ObjectivesPre-surgical ‘health optimisation’ programmes aim to improve patients’ health and to reduce their need for surgery. Routinely-collected data does not provide sufficient insight into whether or how these programmes meet their intended outcomes. The aim was to link routinely-collected NHS data with bespoke research questionnaire data to address this insufficiency. ApproachA study was designed to identify and collect data from a patient cohort eligible for a health optimisation programme (offering weight management and smoking cessation support) to determine programme uptake and patient outcomes. Patient and public involvement (PPI) group engagement revealed support for the use of data linkage between routinely-collected NHS data and study questionnaires, and shaped the study proposal. The HDRUK-supported regional ‘Systemwide Dataset’ of NHS routinely-collected data would provide demographics, healthcare usage and clinical outcomes. Questionnaires would provide data on patient decision-making and engagement with weight management or smoking cessation and detailed pain, function, wellbeing and activation measures. ResultsThe study received Health Research Authority approval and recruited six Participant Identification Centres. PPI co-production of the study’s participant-facing documents addressed the need for appropriate description of the novel data linkage process for potential participants. The data linkage design will offer an important advantage of a reduction in the participants’ time and recall accuracy needed in completing questionnaires due to the ability to omit duplicate demographic and healthcare usage fields. Further potential advantages include the ability to compare participants with patients who decline participation in the questionnaires, and long-term follow up of patient outcomes due to the continuation of routinely-collected data.
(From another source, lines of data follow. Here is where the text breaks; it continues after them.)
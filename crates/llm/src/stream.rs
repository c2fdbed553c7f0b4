//! Newline-delimited JSON framing for streamed generations.
//!
//! HTTP chunks do not align with lines (or even with UTF-8 characters),
//! so bytes are buffered until a full line is available.

use serde::Deserialize;

/// One line of a streamed `/api/generate` response.
#[derive(Debug, Clone, Default, PartialEq, Deserialize)]
pub struct GenerateChunk {
    #[serde(default)]
    pub response: String,
    #[serde(default)]
    pub done: bool,
    /// Generated token count; present on the final line.
    #[serde(default)]
    pub eval_count: Option<u32>,
    /// Total call duration in nanoseconds; present on the final line.
    #[serde(default)]
    pub total_duration: Option<u64>,
    /// Set instead of `response` when the server fails mid-stream.
    #[serde(default)]
    pub error: Option<String>,
}

/// Accumulates raw bytes and yields complete lines.
#[derive(Debug, Default)]
pub struct LineBuffer {
    pending: Vec<u8>,
}

impl LineBuffer {
    pub fn new() -> Self {
        Self::default()
    }

    /// Append `bytes` and drain every complete, non-blank line.
    pub fn push(&mut self, bytes: &[u8]) -> Vec<String> {
        self.pending.extend_from_slice(bytes);

        let mut lines = Vec::new();
        while let Some(pos) = self.pending.iter().position(|b| *b == b'\n') {
            let line: Vec<u8> = self.pending.drain(..=pos).collect();
            let text = String::from_utf8_lossy(&line);
            let text = text.trim();
            if !text.is_empty() {
                lines.push(text.to_string());
            }
        }
        lines
    }

    /// Whatever is left once the stream has ended.
    pub fn finish(&mut self) -> Option<String> {
        let rest = std::mem::take(&mut self.pending);
        let text = String::from_utf8_lossy(&rest).trim().to_string();
        (!text.is_empty()).then_some(text)
    }
}

pub fn parse_chunk(line: &str) -> Result<GenerateChunk, serde_json::Error> {
    serde_json::from_str(line)
}
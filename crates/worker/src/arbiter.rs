//! Exclusive accelerator ownership between the text and image backends.
//!
//! Handoff is lazy: nothing is released when a job finishes. The next job
//! that needs the other backend unloads the current holder first, and a
//! failed unload is logged but never blocks the handoff.

use std::collections::HashMap;
use std::fmt;
use std::sync::Arc;

use async_trait::async_trait;
use tokio::sync::{Mutex, OwnedMutexGuard};

use genqueue_core::backend::{BackendError, ImageBackend, TextBackend};
use genqueue_core::job::JobKind;
use genqueue_events::{EventBus, JobEvent};

/// Which backend currently owns accelerator memory.
#[derive(Debug, Clone, Copy, PartialEq, Eq, Hash)]
pub enum Holder {
    Text,
    Image,
}

impl Holder {
    pub fn as_str(self) -> &'static str {
        match self {
            Holder::Text => "text_backend",
            Holder::Image => "image_backend",
        }
    }

    /// The backend a kind runs on. Workflows only orchestrate child jobs.
    pub fn for_kind(kind: JobKind) -> Option<Holder> {
        match kind {
            JobKind::TextGeneration => Some(Holder::Text),
            JobKind::ImageGeneration => Some(Holder::Image),
            JobKind::Workflow => None,
        }
    }
}

impl fmt::Display for Holder {
    fn fmt(&self, f: &mut fmt::Formatter<'_>) -> fmt::Result {
        f.write_str(self.as_str())
    }
}

/// A backend that can occupy the accelerator.
#[async_trait]
pub trait AcceleratorTenant: Send + Sync {
    fn holder(&self) -> Holder;

    /// Whether the backend currently holds accelerator memory.
    async fn is_resident(&self) -> bool;

    /// Release accelerator memory.
    async fn release(&self) -> Result<(), BackendError>;
}

pub struct TextTenant(pub Arc<dyn TextBackend>);

#[async_trait]
impl AcceleratorTenant for TextTenant {
    fn holder(&self) -> Holder {
        Holder::Text
    }

    async fn is_resident(&self) -> bool {
        self.0.is_loaded().await
    }

    async fn release(&self) -> Result<(), BackendError> {
        self.0.unload().await
    }
}

pub struct ImageTenant(pub Arc<dyn ImageBackend>);

#[async_trait]
impl AcceleratorTenant for ImageTenant {
    fn holder(&self) -> Holder {
        Holder::Image
    }

    // The image backend keeps no model resident between jobs we can query,
    // so reachability stands in for "may hold memory".
    async fn is_resident(&self) -> bool {
        self.0.is_reachable().await
    }

    async fn release(&self) -> Result<(), BackendError> {
        self.0.free_memory().await
    }
}

/// What happened when a lease was taken.
#[derive(Debug, Clone, Copy, PartialEq, Eq)]
pub enum Handoff {
    /// The requested backend already held the accelerator.
    Kept,
    /// No holder was recorded; any other resident tenant was released.
    Granted,
    /// The accelerator moved from another backend.
    Switched { from: Holder, release_ok: bool },
}

/// Proof of accelerator ownership, held while a generation handler runs.
pub struct AcceleratorLease {
    _guard: OwnedMutexGuard<Option<Holder>>,
    holder: Holder,
    handoff: Handoff,
}

impl AcceleratorLease {
    pub fn holder(&self) -> Holder {
        self.holder
    }

    pub fn handoff(&self) -> Handoff {
        self.handoff
    }
}

pub struct ResourceArbiter {
    current: Arc<Mutex<Option<Holder>>>,
    tenants: HashMap<Holder, Arc<dyn AcceleratorTenant>>,
    events: Arc<EventBus>,
}

impl ResourceArbiter {
    pub fn new(
        text: Arc<dyn TextBackend>,
        image: Arc<dyn ImageBackend>,
        events: Arc<EventBus>,
    ) -> Self {
        let tenants: Vec<Arc<dyn AcceleratorTenant>> =
            vec![Arc::new(TextTenant(text)), Arc::new(ImageTenant(image))];
        Self::with_tenants(tenants, events)
    }

    pub fn with_tenants(
        tenants: impl IntoIterator<Item = Arc<dyn AcceleratorTenant>>,
        events: Arc<EventBus>,
    ) -> Self {
        Self {
            current: Arc::new(Mutex::new(None)),
            tenants: tenants.into_iter().map(|t| (t.holder(), t)).collect(),
            events,
        }
    }

    /// The recorded holder, or `None` while a lease is out or nothing has run.
    pub fn current_holder(&self) -> Option<Holder> {
        self.current.try_lock().ok().and_then(|guard| *guard)
    }

    /// Take the accelerator for a job of `kind`, handing off if needed.
    ///
    /// Returns `None` for kinds that do not run on the accelerator.
    pub async fn acquire_for(&self, kind: JobKind) -> Option<AcceleratorLease> {
        let wanted = Holder::for_kind(kind)?;
        let mut guard = Arc::clone(&self.current).lock_owned().await;

        let handoff = match *guard {
            Some(current) if current == wanted => Handoff::Kept,
            Some(current) => {
                let release_ok = self.release(current).await;
                self.events.emit(&JobEvent::ResourceHandoff {
                    from: current.to_string(),
                    to: wanted.to_string(),
                    release_ok,
                });
                tracing::info!(from = %current, to = %wanted, release_ok, "Accelerator handed off");
                Handoff::Switched {
                    from: current,
                    release_ok,
                }
            }
            None => {
                for (holder, tenant) in &self.tenants {
                    if *holder != wanted && tenant.is_resident().await {
                        self.release(*holder).await;
                    }
                }
                tracing::debug!(to = %wanted, "Accelerator granted");
                Handoff::Granted
            }
        };

        *guard = Some(wanted);
        Some(AcceleratorLease {
            _guard: guard,
            holder: wanted,
            handoff,
        })
    }

    /// Best-effort release; failures are logged and reported as `false`.
    async fn release(&self, holder: Holder) -> bool {
        let Some(tenant) = self.tenants.get(&holder) else {
            return true;
        };
        match tenant.release().await {
            Ok(()) => true,
            Err(e) => {
                tracing::warn!(holder = %holder, error = %e, "Failed to release accelerator, continuing handoff");
                false
            }
        }
    }
}
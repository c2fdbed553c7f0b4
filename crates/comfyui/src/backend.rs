//! [`ImageBackend`] implementation over the ComfyUI REST API.
//!
//! Status is derived in two steps: `/queue` says whether the prompt is
//! still pending or running, and once it has left the queue `/history`
//! holds its outputs or its execution error.

use std::cmp::Ordering;

use async_trait::async_trait;
use serde_json::Value;
use tokio::sync::mpsc;

use genqueue_core::backend::{ArtifactRef, BackendError, ImageBackend, ImageProgress, PromptStatus};

use crate::api::{ComfyUIApi, ComfyUIApiError};
use crate::config::ComfyUIConfig;
use crate::progress;

pub struct ComfyUIBackend {
    api: ComfyUIApi,
    ws_url: String,
    /// Sent with every submission so WebSocket progress reaches us.
    client_id: String,
}

impl ComfyUIBackend {
    pub fn new(config: &ComfyUIConfig) -> Result<Self, BackendError> {
        let api = ComfyUIApi::new(config.api_url.clone(), config.request_timeout)
            .map_err(|e| e.into_backend(config.request_timeout))?;
        Ok(Self {
            api,
            ws_url: config.ws_url.clone(),
            client_id: uuid::Uuid::new_v4().to_string(),
        })
    }

    pub fn client_id(&self) -> &str {
        &self.client_id
    }

    fn map_err(&self, err: ComfyUIApiError) -> BackendError {
        err.into_backend(self.api.timeout())
    }
}

#[async_trait]
impl ImageBackend for ComfyUIBackend {
    async fn is_reachable(&self) -> bool {
        match self.api.system_stats().await {
            Ok(_) => true,
            Err(e) => {
                tracing::debug!(url = self.api.api_url(), error = %e, "ComfyUI not reachable");
                false
            }
        }
    }

    async fn submit_workflow(&self, graph: &Value) -> Result<String, BackendError> {
        let response = self
            .api
            .submit_workflow(graph, &self.client_id)
            .await
            .map_err(|e| self.map_err(e))?;

        if has_node_errors(&response.node_errors) {
            return Err(BackendError::Request(format!(
                "Workflow rejected: {}",
                response.node_errors
            )));
        }

        tracing::info!(
            prompt_id = %response.prompt_id,
            queue_position = response.number,
            "Workflow submitted to ComfyUI",
        );
        Ok(response.prompt_id)
    }

    async fn poll_status(&self, prompt_id: &str) -> Result<PromptStatus, BackendError> {
        let queue = self.api.get_queue().await.map_err(|e| self.map_err(e))?;
        if let Some(status) = queue_status(&queue, prompt_id) {
            return Ok(status);
        }

        let history = self
            .api
            .get_history(prompt_id)
            .await
            .map_err(|e| self.map_err(e))?;
        Ok(history_status(&history, prompt_id))
    }

    async fn fetch_artifact(&self, artifact: &ArtifactRef) -> Result<Vec<u8>, BackendError> {
        self.api.view(artifact).await.map_err(|e| self.map_err(e))
    }

    async fn free_memory(&self) -> Result<(), BackendError> {
        self.api.free().await.map_err(|e| self.map_err(e))?;
        tracing::info!("ComfyUI models unloaded and memory freed");
        Ok(())
    }

    async fn interrupt(&self) -> Result<(), BackendError> {
        self.api.interrupt().await.map_err(|e| self.map_err(e))
    }

    async fn watch_progress(&self, prompt_id: &str) -> Option<mpsc::Receiver<ImageProgress>> {
        match progress::watch(&self.ws_url, &self.client_id, prompt_id, self.api.timeout()).await {
            Ok(rx) => Some(rx),
            Err(e) => {
                tracing::warn!(prompt_id, error = %e, "Progress relay unavailable");
                None
            }
        }
    }
}

fn has_node_errors(node_errors: &Value) -> bool {
    match node_errors {
        Value::Null => false,
        Value::Object(map) => !map.is_empty(),
        Value::Array(items) => !items.is_empty(),
        _ => true,
    }
}

/// `Running`/`Pending` when `prompt_id` is still in the `/queue` response.
///
/// Queue entries are arrays of `[number, prompt_id, graph, extra, outputs]`.
pub fn queue_status(queue: &Value, prompt_id: &str) -> Option<PromptStatus> {
    let contains = |key: &str| {
        queue[key]
            .as_array()
            .is_some_and(|entries| entries.iter().any(|e| e[1].as_str() == Some(prompt_id)))
    };

    if contains("queue_running") {
        Some(PromptStatus::Running)
    } else if contains("queue_pending") {
        Some(PromptStatus::Pending)
    } else {
        None
    }
}

/// Interpret a `/history/{prompt_id}` response.
///
/// A prompt missing from history has not been recorded yet and counts as
/// pending. Artifacts are listed in node order, `output` files first.
pub fn history_status(history: &Value, prompt_id: &str) -> PromptStatus {
    let Some(entry) = history.get(prompt_id) else {
        return PromptStatus::Pending;
    };

    let status = &entry["status"];
    if status["status_str"].as_str() == Some("error") {
        return PromptStatus::Failed(execution_error_message(status));
    }
    if status["completed"].as_bool() == Some(false) {
        return PromptStatus::Running;
    }

    let mut nodes: Vec<(&String, &Value)> = entry["outputs"]
        .as_object()
        .map(|outputs| outputs.iter().collect())
        .unwrap_or_default();
    nodes.sort_by(|a, b| compare_node_ids(a.0, b.0));

    let mut artifacts: Vec<ArtifactRef> = nodes
        .into_iter()
        .flat_map(|(_, output)| ["images", "gifs", "videos"].map(|key| output[key].clone()))
        .filter_map(|files| serde_json::from_value::<Vec<ArtifactRef>>(files).ok())
        .flatten()
        .collect();
    // Stable sort keeps node order within each bucket.
    artifacts.sort_by_key(|a| a.kind != "output");

    PromptStatus::Done(artifacts)
}

fn execution_error_message(status: &Value) -> String {
    status["messages"]
        .as_array()
        .and_then(|messages| {
            messages.iter().find_map(|m| {
                (m[0].as_str() == Some("execution_error"))
                    .then(|| m[1]["exception_message"].as_str())
                    .flatten()
            })
        })
        .map(|msg| msg.trim().to_string())
        .unwrap_or_else(|| "ComfyUI reported an execution error".to_string())
}

/// Numeric node ids sort numerically, anything else lexically after them.
fn compare_node_ids(a: &str, b: &str) -> Ordering {
    match (a.parse::<u64>(), b.parse::<u64>()) {
        (Ok(x), Ok(y)) => x.cmp(&y),
        (Ok(_), Err(_)) => Ordering::Less,
        (Err(_), Ok(_)) => Ordering::Greater,
        (Err(_), Err(_)) => a.cmp(b),
    }
}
Challenges have been faced in operationalizing the data collection and linkage processes due to decisions over data controllership of the combined dataset. ConclusionLinkage between routinely-collected NHS data and bespoke research questionnaires was deemed ethically acceptable, and could offer significant advantages in combining demographics, healthcare usage, outcomes and experience data of a cohort. Systemic decision-making to specify and streamline acceptable processes for this data linkage are important next steps.